Нужно было кормить семью. Помогли старые динамовские связи. Уже больше
года, как взял в руки жезл.
— А бизнесом, как теперь модно, не пробовали заняться?
— Нет, это не мое. Я был бы не прочь остаться в футболе в качестве тренера,
но никто не приглашает…
— Ну и как ваша служба — «опасна и трудна»?
— Мне нравится. Не знаю, как долго буду работать в полиции. Все-таки в
футболе я кое-что умел, и, может, когда-нибудь мои знания и опыт пригодятся.
— Вы — строгий инспектор?
— Если меня нарушитель узнает, а случается это довольно часто, рука не
поднимается выписать штраф. Всегда отпускаю с миром.
— Если бы можно было повернуть время вспять, что бы вы изменили в своей
жизни?
— Порой я сам задумываюсь над этим и нахожу один ответ: хотел бы родиться
лет на десять позже. Тогда, глядишь, не стоял бы сейчас с жезлом на дороге,
а еще играл в футбол. Ведь мне всего Кеташвили замолчал на несколько секунд,
а потом, почему-то стесняясь, спросил у меня:
— А можно, так сказать, пользуясь случаем, через вашу газету передать
привет Анатолию Бышовцу, Борису Игнатьеву, Владимиру Радионову, Сергею
Мосягину, а также всем моим сеульским партнерам? Дорогие мои, я вас люблю
и помню!
И после долгой паузы добавил: «Господи, сколько же лет я их не видел!..»
Александр КРУЖКОВ
Газета «Футбол от «Спорт-Экспресса» №41, 25.10.1996
* * *
«ОНИ ЖДУТ, ЧТО Я В НОЖКИ ПРИДУ КЛАНЯТЬСЯ»
Когда в 1990 году тбилисское «Динамо» покинуло чемпионат СССР, его капитан
был нарасхват: Бышовец звал в «Динамо» московское и обещал квартиру, а
Лобановский к киевским апартаментам присовокуплял место в составе сборной
СССР на чемпионате мира в Италии. Но высшее руководство Грузии посчитало,
что единственный футбольный олимпийский чемпион-грузин должен остаться
в Тбилиси и стать живой рекламой дебютного первенства страны. Гела Кеташвили
послушался.
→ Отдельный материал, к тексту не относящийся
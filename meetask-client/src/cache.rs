/// Remote-query cache
///
/// An explicit, injectable key → entry map that arbitrates every server
/// read the screens make. It deduplicates concurrent identical fetches,
/// caches successful results, supports invalidation after mutations, and
/// notifies subscribers so dependent screens can refetch.
///
/// # Ordering guarantees
///
/// - Concurrent fetches for the same key share one in-flight request;
///   joiners await the same result.
/// - `invalidate` bumps the entry's generation. A fetch that completes
///   after its generation was invalidated still delivers its value to the
///   callers that started it, but is never applied to the cache — a stale
///   in-flight read cannot overwrite fresher data.
/// - Fetches run on spawned tasks, so a caller that goes away mid-flight
///   (screen unmount) neither cancels other joiners nor applies anything
///   to unmounted state.
///
/// # Retry policy
///
/// A transport failure on the first attempt of a read is retried once
/// (configurable); any other failure is returned as-is. Failures are
/// shared with all joiners but never cached, so the next read refetches.
///
/// # Example
///
/// ```no_run
/// use meetask_client::cache::{QueryCache, QueryKey};
/// use meetask_shared::models::group::Group;
///
/// # async fn example(cache: QueryCache) -> Result<(), Box<dyn std::error::Error>> {
/// let groups = cache
///     .fetch(QueryKey::Groups, || async {
///         // issue the GET here
///         Ok(Vec::<Group>::new())
///     })
///     .await?;
/// println!("{} groups", groups.len());
/// # Ok(())
/// # }
/// ```
use std::any::Any;
use std::collections::HashMap;
use std::future::Future;
use std::sync::{Arc, Mutex};

use tokio::sync::{broadcast, watch};

use crate::api::TaskListQuery;
use crate::error::{ClientError, ClientResult};

/// Cache key: resource plus its scoping identifiers
///
/// Filter parameters are part of the task-list key so a narrowed fetch
/// never aliases the full list.
#[derive(Debug, Clone, PartialEq, Eq, Hash)]
pub enum QueryKey {
    /// `GET /groups`
    Groups,

    /// `GET /groups/:groupId/members`
    GroupMembers(i64),

    /// `GET /groups/:groupId/tasks` with its query parameters
    GroupTasks {
        /// Owning group
        group_id: i64,

        /// Server-side narrowing, `Default` for the full list
        query: TaskListQuery,
    },

    /// `GET /tasks/:taskId`
    Task(i64),

    /// `GET /tasks/:taskId/comments`
    TaskComments(i64),

    /// `GET /me`
    Me,
}

/// What happened to a cache entry
#[derive(Debug, Clone, Copy, PartialEq, Eq)]
pub enum CacheEventKind {
    /// A fetch completed and was applied
    Updated,

    /// The entry was marked stale; the next read refetches
    Invalidated,
}

/// Notification sent to subscribers when an entry changes
#[derive(Debug, Clone)]
pub struct CacheEvent {
    /// The entry concerned
    pub key: QueryKey,

    /// What happened to it
    pub kind: CacheEventKind,
}

type SharedValue = Arc<dyn Any + Send + Sync>;
type FetchOutcome = Result<SharedValue, ClientError>;
type ResultReceiver = watch::Receiver<Option<FetchOutcome>>;

struct Entry {
    /// Bumped on every invalidation; guards stale in-flight completions
    generation: u64,
    state: EntryState,
}

enum EntryState {
    /// No value and no fetch running
    Idle,

    /// A fetch is in flight; joiners wait on the channel
    Pending(ResultReceiver),

    /// Last applied fetch result
    Ready(SharedValue),
}

enum Plan {
    Hit(SharedValue),
    Join(ResultReceiver),
    Start {
        tx: watch::Sender<Option<FetchOutcome>>,
        rx: ResultReceiver,
        generation: u64,
    },
}

/// The single arbiter of read consistency across screens
#[derive(Clone)]
pub struct QueryCache {
    entries: Arc<Mutex<HashMap<QueryKey, Entry>>>,
    events: broadcast::Sender<CacheEvent>,
    retry_reads: bool,
}

impl Default for QueryCache {
    fn default() -> Self {
        QueryCache::new(true)
    }
}

impl QueryCache {
    /// Creates an empty cache
    ///
    /// `retry_reads` enables the single retry of a read that fails at the
    /// transport level.
    pub fn new(retry_reads: bool) -> Self {
        let (events, _) = broadcast::channel(64);
        QueryCache {
            entries: Arc::new(Mutex::new(HashMap::new())),
            events,
            retry_reads,
        }
    }

    /// Subscribes to entry change notifications
    pub fn subscribe(&self) -> broadcast::Receiver<CacheEvent> {
        self.events.subscribe()
    }

    /// Returns the cached value for a key, without fetching
    pub fn get_cached<T: Send + Sync + 'static>(&self, key: &QueryKey) -> Option<Arc<T>> {
        let entries = self.lock();
        match entries.get(key) {
            Some(Entry {
                state: EntryState::Ready(value),
                ..
            }) => value.clone().downcast::<T>().ok(),
            _ => None,
        }
    }

    /// Fetches the value for a key, deduplicating concurrent calls
    ///
    /// Returns the cached value when fresh; otherwise either joins the
    /// in-flight request for the same key or starts a new one on a
    /// spawned task.
    ///
    /// # Errors
    ///
    /// Propagates the fetcher's error to every joiner. Errors are not
    /// cached.
    pub async fn fetch<T, F, Fut>(&self, key: QueryKey, fetcher: F) -> ClientResult<Arc<T>>
    where
        T: Send + Sync + 'static,
        F: Fn() -> Fut + Send + 'static,
        Fut: Future<Output = ClientResult<T>> + Send + 'static,
    {
        let plan = {
            let mut entries = self.lock();
            let entry = entries.entry(key.clone()).or_insert(Entry {
                generation: 0,
                state: EntryState::Idle,
            });

            match &entry.state {
                EntryState::Ready(value) => Plan::Hit(value.clone()),
                EntryState::Pending(rx) => Plan::Join(rx.clone()),
                EntryState::Idle => {
                    let (tx, rx) = watch::channel(None);
                    entry.state = EntryState::Pending(rx.clone());
                    Plan::Start {
                        tx,
                        rx,
                        generation: entry.generation,
                    }
                }
            }
        };

        match plan {
            Plan::Hit(value) => downcast::<T>(value),
            Plan::Join(rx) => join::<T>(rx).await,
            Plan::Start { tx, rx, generation } => {
                let cache = self.clone();
                let retry = self.retry_reads;
                let task_key = key.clone();

                tokio::spawn(async move {
                    let mut result = fetcher().await;
                    if retry && matches!(&result, Err(e) if e.is_transport()) {
                        tracing::debug!(key = ?task_key, "read failed at transport level, retrying once");
                        result = fetcher().await;
                    }

                    let outcome: FetchOutcome =
                        result.map(|value| Arc::new(value) as SharedValue);
                    cache.complete(&task_key, generation, &outcome);

                    // Joiners may all be gone; that is fine
                    let _ = tx.send(Some(outcome));
                });

                join::<T>(rx).await
            }
        }
    }

    /// Marks one entry stale and notifies subscribers
    ///
    /// The next read for the key refetches; an in-flight fetch started
    /// before the invalidation will not be applied.
    pub fn invalidate(&self, key: &QueryKey) {
        {
            let mut entries = self.lock();
            let entry = entries.entry(key.clone()).or_insert(Entry {
                generation: 0,
                state: EntryState::Idle,
            });
            entry.generation += 1;
            entry.state = EntryState::Idle;
        }

        tracing::debug!(key = ?key, "cache entry invalidated");
        let _ = self.events.send(CacheEvent {
            key: key.clone(),
            kind: CacheEventKind::Invalidated,
        });
    }

    /// Invalidates every task-list entry for a group, whatever its query
    /// parameters
    pub fn invalidate_group_tasks(&self, group_id: i64) {
        let keys: Vec<QueryKey> = {
            let entries = self.lock();
            entries
                .keys()
                .filter(|key| matches!(key, QueryKey::GroupTasks { group_id: g, .. } if *g == group_id))
                .cloned()
                .collect()
        };

        if keys.is_empty() {
            // Nothing cached yet; still invalidate the canonical full-list
            // key so subscribers hear about the mutation
            self.invalidate(&QueryKey::GroupTasks {
                group_id,
                query: TaskListQuery::default(),
            });
            return;
        }

        for key in keys {
            self.invalidate(&key);
        }
    }

    fn complete(&self, key: &QueryKey, generation: u64, outcome: &FetchOutcome) {
        let applied = {
            let mut entries = self.lock();
            match entries.get_mut(key) {
                Some(entry) if entry.generation == generation => {
                    match outcome {
                        Ok(value) => entry.state = EntryState::Ready(value.clone()),
                        // Errors are delivered to joiners but not cached
                        Err(_) => entry.state = EntryState::Idle,
                    }
                    outcome.is_ok()
                }
                // Invalidated (or dropped) while in flight: deliver to
                // waiters only, leave the entry alone
                _ => false,
            }
        };

        if applied {
            let _ = self.events.send(CacheEvent {
                key: key.clone(),
                kind: CacheEventKind::Updated,
            });
        }
    }

    fn lock(&self) -> std::sync::MutexGuard<'_, HashMap<QueryKey, Entry>> {
        self.entries.lock().expect("query cache lock poisoned")
    }
}

fn downcast<T: Send + Sync + 'static>(value: SharedValue) -> ClientResult<Arc<T>> {
    value
        .downcast::<T>()
        .map_err(|_| ClientError::Decode("cached value has unexpected type".to_string()))
}

async fn join<T: Send + Sync + 'static>(mut rx: ResultReceiver) -> ClientResult<Arc<T>> {
    loop {
        let current = rx.borrow().clone();
        if let Some(outcome) = current {
            return match outcome {
                Ok(value) => downcast::<T>(value),
                Err(err) => Err(err),
            };
        }

        if rx.changed().await.is_err() {
            // Fetch task dropped without sending; behaves like a lost
            // connection
            return Err(ClientError::Transport(
                "fetch ended without a result".to_string(),
            ));
        }
    }
}
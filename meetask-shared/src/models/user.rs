/// Current-user model
///
/// The session identity as served by `GET /me`. Passed down the screen
/// tree explicitly (the header takes it as data, not as an ambient
/// singleton).
use serde::{Deserialize, Serialize};

/// The authenticated user behind the session cookie
#[derive(Debug, Clone, PartialEq, Eq, Serialize, Deserialize)]
pub struct CurrentUser {
    /// Display name
    pub user_name: String,

    /// Avatar URL
    #[serde(default)]
    pub picture: String,
}
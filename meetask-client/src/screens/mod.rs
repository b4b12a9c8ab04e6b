/// Headless screen controllers
///
/// One controller per screen. Each owns its local form state, declares
/// which cache-backed reads it needs, exposes a renderable view state,
/// and handles user actions. Rendering is somebody else's job; these
/// types are what a view layer binds to.
///
/// # Screens
///
/// - `landing`: login entry
/// - `header`: layout chrome (current user, navigation)
/// - `groups_list`: the caller's groups
/// - `new_group`: group creation form
/// - `group_board`: kanban board with filter/sort sidebar
/// - `extraction`: minutes upload → review → save flow
/// - `task_detail`: single-task editor with comment thread
///
/// # Loading convention
///
/// Mount-time reads land in a `ScreenState<T>`: `Loading` until the
/// fetch resolves, then `Ready` or `Failed`. A failed read is scoped to
/// its screen; `load()` can be called again to retry.
use crate::error::ClientError;

pub mod extraction;
pub mod group_board;
pub mod groups_list;
pub mod header;
pub mod landing;
pub mod new_group;
pub mod task_detail;

/// Lifecycle of one cache-backed read on a screen
#[derive(Debug, Clone)]
pub enum ScreenState<T> {
    /// Fetch not resolved yet; render a spinner
    Loading,

    /// Fetch failed; render the error in place of the data
    Failed(ClientError),

    /// Data available
    Ready(T),
}

impl<T> ScreenState<T> {
    /// The data, when available
    pub fn ready(&self) -> Option<&T> {
        match self {
            ScreenState::Ready(value) => Some(value),
            _ => None,
        }
    }

    /// The error, when the fetch failed
    pub fn error(&self) -> Option<&ClientError> {
        match self {
            ScreenState::Failed(err) => Some(err),
            _ => None,
        }
    }

    /// Whether the fetch is still outstanding
    pub fn is_loading(&self) -> bool {
        matches!(self, ScreenState::Loading)
    }
}

impl<T> From<Result<T, ClientError>> for ScreenState<T> {
    fn from(result: Result<T, ClientError>) -> Self {
        match result {
            Ok(value) => ScreenState::Ready(value),
            Err(err) => ScreenState::Failed(err),
        }
    }
}
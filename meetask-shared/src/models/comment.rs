/// Comment model and request payload
///
/// Comments are appended to a task; the thread is refetched after each
/// post rather than inserted optimistically.
use chrono::NaiveDateTime;
use serde::{Deserialize, Serialize};
use validator::Validate;

use super::member::Member;

/// A comment on a task, as served by `GET /tasks/:taskId/comments`
#[derive(Debug, Clone, PartialEq, Serialize, Deserialize)]
pub struct Comment {
    /// Server-assigned unique id
    pub id: i64,

    /// Body text
    pub contents: String,

    /// Creation timestamp (naive, backend-local)
    pub created_at: NaiveDateTime,

    /// Who wrote it
    pub user: Member,
}

/// Payload for `POST /tasks/:taskId/comments`
#[derive(Debug, Clone, Serialize, Deserialize, Validate)]
pub struct CreateComment {
    /// Body text
    #[validate(length(min = 1, message = "comment must not be empty"))]
    pub contents: String,
}
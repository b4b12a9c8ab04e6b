/// Group member model
///
/// Members are always fetched relative to a group and feed the assignment
/// pickers and the assignee filter on the board.
use serde::{Deserialize, Serialize};

/// A member of a group, as served by `GET /groups/:groupId/members`
#[derive(Debug, Clone, PartialEq, Eq, Serialize, Deserialize)]
pub struct Member {
    /// Server-assigned unique id
    pub id: i64,

    /// Display name
    pub user_name: String,

    /// Avatar URL
    #[serde(default)]
    pub picture: String,
}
И теперь вот уже шестой год — безработный…
«СОРВАЛО
КРЫШУ»
— Гела, чем сейчас занимаетесь?
— Жду спасательную службу. В Грузии сейчас такие ветра гуляют — просто
мама-мия. А я с семьей живу на последнем этаже в девятиэтажке. Вот нам
сегодня ветром и сорвало крышу. Сейчас должна приехать городская ремонтно-спасательная
служба — крышу латать.
— Вот некстати позвонил... В жизни у вас, надеюсь, дела получше?
— Я бы не сказал. Уже шесть лет — с марта 2004 года — безработный. Я не
знаю, что происходит вокруг! Как получилось, что в Грузии для меня, единственного
в республике олимпийского чемпиона по футболу, работы не нашлось? От этого
у меня самого потихоньку срывает «крышу». Последние два года даже не инспектирую
матчи. Сейчас, правда, сменилось руководство федерации футбола. Посмотрим,
что будет дальше.
— Может, в федерации найдут какое-то место и для вас?
— Честно говоря, мало в это верю. Потому что, хотя и пришел новый президент
федерации — Звиад Сичинава, на большинстве своих постов продолжают трудиться
старые люди. У меня кое с кем из них были конфликты. А в первую очередь
не заладились отношения с прежним президентом Федерации футбола Грузии
Нодаром Ахалкаци-младшим (сын экс-тренера тбилисского «Динамо». — Прим.
ред.).
— Вас лишили даже инспектирования матчей. Посчитали вашу работу необъективной
или непрофессиональной?
— Мой непрофессионализм объяснялся одной-единственной причиной. Повторюсь:
Кеташвили на то время был оппонентом действующего президента федерации
футбола Нодара Ахалкаци.
«НА СТИПЕНДИЮ КОРМЛЮ СЕМЬЮ»
— Сколько платят в Грузии за инспектирование матчей?
— Если перевести из лари в свободно конвертируемую валюту, то около 70—80
долларов за игру.
— Простите, но на что вы сейчас живете?!
— У меня есть государственная стипендия как олимпийскому чемпиону — 1000
грузинских лари в месяц. Разделите на 1,7 — и получите цифру в долларах.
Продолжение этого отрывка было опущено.